A time series is completely random (or i.i.d) if it consists of a series of observations that have the same distribution.

  • for large $N$, we expect that $r_k \simeq 0$ for positive $k$.
  • $r_k, \ k \ge 0$ is approximately $\mathcal{N}(0, 1/N)$ $$ $\Rightarrow r_k \in [-1.96/\sqrt{N}, +1.96/\sqrt{N}] $ $$
  • But one would expect to find one $r_k$ out of this range ('significant') if e.g. $N = 20$

Random Seres

Short-term correlation

Short-term correlation is characterized by a farily large value of $r_k$ followed by one or two further large but smaller (while greater than zero) coefficients. $r_k$ for larger $k$ will tend to be zero.

Alternating Series

If a time series has a tendency to alternate, with successive observations on different sides of the overall mean, then the correlogram also tends to alternate.
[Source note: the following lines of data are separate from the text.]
use crate::core::input::InputSource;
use crate::core::race::{Race, RacePhase};
use crate::interfaces::hud_interface::{RaceHudState, MAX_HUD_UPDATE_FREQUENCY};
use crate::post::race_result::RaceResult;
use anyhow::Context;
use flume::Sender;
use std::thread::sleep;
use std::time::{Duration, Instant};
use tracing::{debug, info, warn};

/// handle_race simulates the inserted race with a fixed time step until the results are shown,
/// and returns them for post-processing. The player car is driven by `input`.
///
/// If a sender is inserted, the race runs in real-time (scaled by `realtime_factor`) and HUD
/// snapshots are sent to the receiving view.
pub fn handle_race(
    mut race: Race,
    input: &mut dyn InputSource,
    timestep_size: f64,
    tx: Option<&Sender<RaceHudState>>,
    realtime_factor: f64,
) -> anyhow::Result<RaceResult> {
    let max_race_time = race.consts().max_race_time;
    let mut t_race_update_print = 0.0;
    let mut t_race_update_hud = f64::NEG_INFINITY;
    let mut last_printed_lap = 1;

    while race.phase() != RacePhase::ShowingResults {
        let t_start = Instant::now();

        let control = input.poll(&race);
        race.set_player_input(control);
        race.update(timestep_size);

        if race.race_time() > max_race_time && race.phase() != RacePhase::ShowingResults {
            warn!(
                "Race on {} exceeded {:.0}s of simulated time, abandoning it",
                race.track.name, max_race_time
            );
            race.abandon();
        }

        if race.race_time() > t_race_update_print + 0.9999 {
            let player = race.player();
            debug!(
                "Simulating... Current race time is {:.3}s, player at ({:.1}, {:.1}) with {:.1}",
                race.race_time(),
                player.position.x,
                player.position.y,
                player.speed
            );
            t_race_update_print = race.race_time();
        }

        let player_lap = race.stats[race.player_idx()].lap;
        if player_lap > last_printed_lap {
            info!("Player started lap {}", player_lap);
            last_printed_lap = player_lap;
        }

        if let Some(tx) = tx {
            // the countdown does not advance the race time, so the simulated time is used
            let t_sim = race.race_time() - race.countdown();
            if t_sim > t_race_update_hud + 1.0 / MAX_HUD_UPDATE_FREQUENCY - 0.001 {
                tx.send(race.hud_state())
                    .context("Failed to send race state to HUD!")?;
                t_race_update_hud = t_sim;
            }

            // sleep until time step is finished in real-time as well (calculation in ms)
            let t_sleep = (timestep_size * 1000.0 / realtime_factor) as i64
                - t_start.elapsed().as_millis() as i64;

            if t_sleep > 0 {
                sleep(Duration::from_millis(t_sleep as u64));
            } else {
                warn!("Could not keep up with real-time!")
            }
        }
    }

    // send final state including the result once
    if let Some(tx) = tx {
        tx.send(race.hud_state())
            .context("Failed to send final race result to HUD!")?;
    }

    race.race_result()
        .cloned()
        .context("Race ended without a result!")
}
  • $r_1$ will natually be negative, while $r_2$ will be positive (observation with lag 2 will tend to be on the same side of the mean)

Non-stationary Series

If a time series has trend, then $r_k$ will tend to be large except for vary large $k$.
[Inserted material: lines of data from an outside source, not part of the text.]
use crate::error::SetupError;
use serde::{Deserialize, Serialize};
use std::collections::HashMap;
use std::fmt;

#[derive(Debug, Clone, Copy, PartialEq, Eq, Hash, Serialize, Deserialize)]
#[serde(rename_all = "lowercase")]
pub enum PartKind {
    Body,
    Engine,
    Tyres,
}

impl PartKind {
    pub const ALL: [PartKind; 3] = [PartKind::Body, PartKind::Engine, PartKind::Tyres];

    pub fn as_str(&self) -> &'static str {
        match self {
            PartKind::Body => "body",
            PartKind::Engine => "engine",
            PartKind::Tyres => "tyres",
        }
    }
}

impl fmt::Display for PartKind {
    fn fmt(&self, f: &mut fmt::Formatter) -> fmt::Result {
        write!(f, "{}", self.as_str())
    }
}

/// Offsets of the front (f) and back (b) tyres relative to the body center. They are only used
/// by the view to place the wheel sprites, the left tyres mirror the x offset.
#[derive(Debug, Deserialize, Serialize, Clone, Copy, Default, PartialEq)]
pub struct TyreOffsets {
    pub fx: i32,
    pub fy: i32,
    pub bx: i32,
    pub by: i32,
}

/// * `mass` - Body mass, the tuning range is [1, 10)
/// * `width` - (px) Unscaled sprite width, used for the footprint
/// * `height` - (px) Unscaled sprite height, used for the footprint and the AI sensors
#[derive(Debug, Deserialize, Serialize, Clone, PartialEq)]
pub struct BodyPars {
    pub id: String,
    pub name: String,
    pub price: i64,
    pub mass: f64,
    pub width: f64,
    pub height: f64,
    #[serde(default)]
    pub tyre_offsets: TyreOffsets,
}

#[derive(Debug, Deserialize, Serialize, Clone, PartialEq)]
pub struct EnginePars {
    pub id: String,
    pub name: String,
    pub price: i64,
    pub power: f64,
}

#[derive(Debug, Deserialize, Serialize, Clone, PartialEq)]
pub struct TyresPars {
    pub id: String,
    pub name: String,
    pub price: i64,
    pub grip: f64,
}

/// PartCatalogPars is the on-disk layout of the part catalog, one list per part group.
#[derive(Debug, Deserialize, Serialize, Clone, Default)]
pub struct PartCatalogPars {
    #[serde(default)]
    pub body: Vec<BodyPars>,
    #[serde(default)]
    pub engine: Vec<EnginePars>,
    #[serde(default)]
    pub tyres: Vec<TyresPars>,
}

/// The group specific physical coefficients of a part.
#[derive(Debug, Clone, PartialEq)]
pub enum Coefficients {
    Body {
        mass: f64,
        width: f64,
        height: f64,
        tyre_offsets: TyreOffsets,
    },
    Engine {
        power: f64,
    },
    Tyres {
        grip: f64,
    },
}

#[derive(Debug, Clone, PartialEq)]
pub struct PartRecord {
    pub id: String,
    pub name: String,
    pub price: i64,
    pub coefficients: Coefficients,
}

impl PartRecord {
    pub fn kind(&self) -> PartKind {
        match self.coefficients {
            Coefficients::Body { .. } => PartKind::Body,
            Coefficients::Engine { .. } => PartKind::Engine,
            Coefficients::Tyres { .. } => PartKind::Tyres,
        }
    }
}

/// PartCatalog maps (kind, id) to the immutable part records. Within a group the parts are kept
/// sorted by price.
#[derive(Debug, Clone, Default)]
pub struct PartCatalog {
    parts: HashMap<(PartKind, String), PartRecord>,
    order: HashMap<PartKind, Vec<String>>,
}

impl PartCatalog {
    pub fn new(pars: PartCatalogPars) -> PartCatalog {
        let mut records: Vec<PartRecord> = Vec::new();

        records.extend(pars.body.into_iter().map(|p| PartRecord {
            id: p.id,
            name: p.name,
            price: p.price,
            coefficients: Coefficients::Body {
                mass: p.mass,
                width: p.width,
                height: p.height,
                tyre_offsets: p.tyre_offsets,
            },
        }));
        records.extend(pars.engine.into_iter().map(|p| PartRecord {
            id: p.id,
            name: p.name,
            price: p.price,
            coefficients: Coefficients::Engine { power: p.power },
        }));
        records.extend(pars.tyres.into_iter().map(|p| PartRecord {
            id: p.id,
            name: p.name,
            price: p.price,
            coefficients: Coefficients::Tyres { grip: p.grip },
        }));

        // stable sort, parts with equal price keep their file order
        records.sort_by_key(|r| r.price);

        let mut catalog = PartCatalog::default();
        for record in records {
            let kind = record.kind();
            let key = (kind, record.id.to_owned());
            if !catalog.parts.contains_key(&key) {
                catalog.order.entry(kind).or_default().push(record.id.to_owned());
            }
            catalog.parts.insert(key, record);
        }
        catalog
    }

    pub fn get(&self, kind: PartKind, id: &str) -> Result<&PartRecord, SetupError> {
        self.parts
            .get(&(kind, id.to_owned()))
            .ok_or_else(|| SetupError::UnknownPart {
                kind,
                id: id.to_owned(),
            })
    }

    /// parts_of returns all parts of a group, cheapest first.
    pub fn parts_of(&self, kind: PartKind) -> Vec<&PartRecord> {
        self.order
            .get(&kind)
            .map(|ids| {
                ids.iter()
                    .filter_map(|id| self.parts.get(&(kind, id.to_owned())))
                    .collect()
            })
            .unwrap_or_default()
    }

    pub fn len(&self) -> usize {
        self.parts.len()
    }

    pub fn is_empty(&self) -> bool {
        self.parts.is_empty()
    }
}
  • successive observations will be on the same side of the mean due to existence of trends
  • little can be inferred from this type of ACF.
  • a sample ACF is ${r_k}$ is only meaningful if the time series is stationary. (Any trend should be removed before calculating $r_k$)
  • if the trend is the main interest, it should be modelled rather than removed. In such case correlogram is not helpful.

Seasonal Series

If a time series contains a seasonal variation, then the correlogram will also exhibit an occilation at the same frequecy. In particular if $x_t$ follows a sinusoidal pattern, then so does $r_k$. It can be shown that:

$$ x_t = a \ cos\ t\omega \ \ \Rightarrow \ \ r_k \simeq cos\ k\omega$$

for large $N$. Where $a$ is a constant and $0 < \omega < \pi$ is frequency.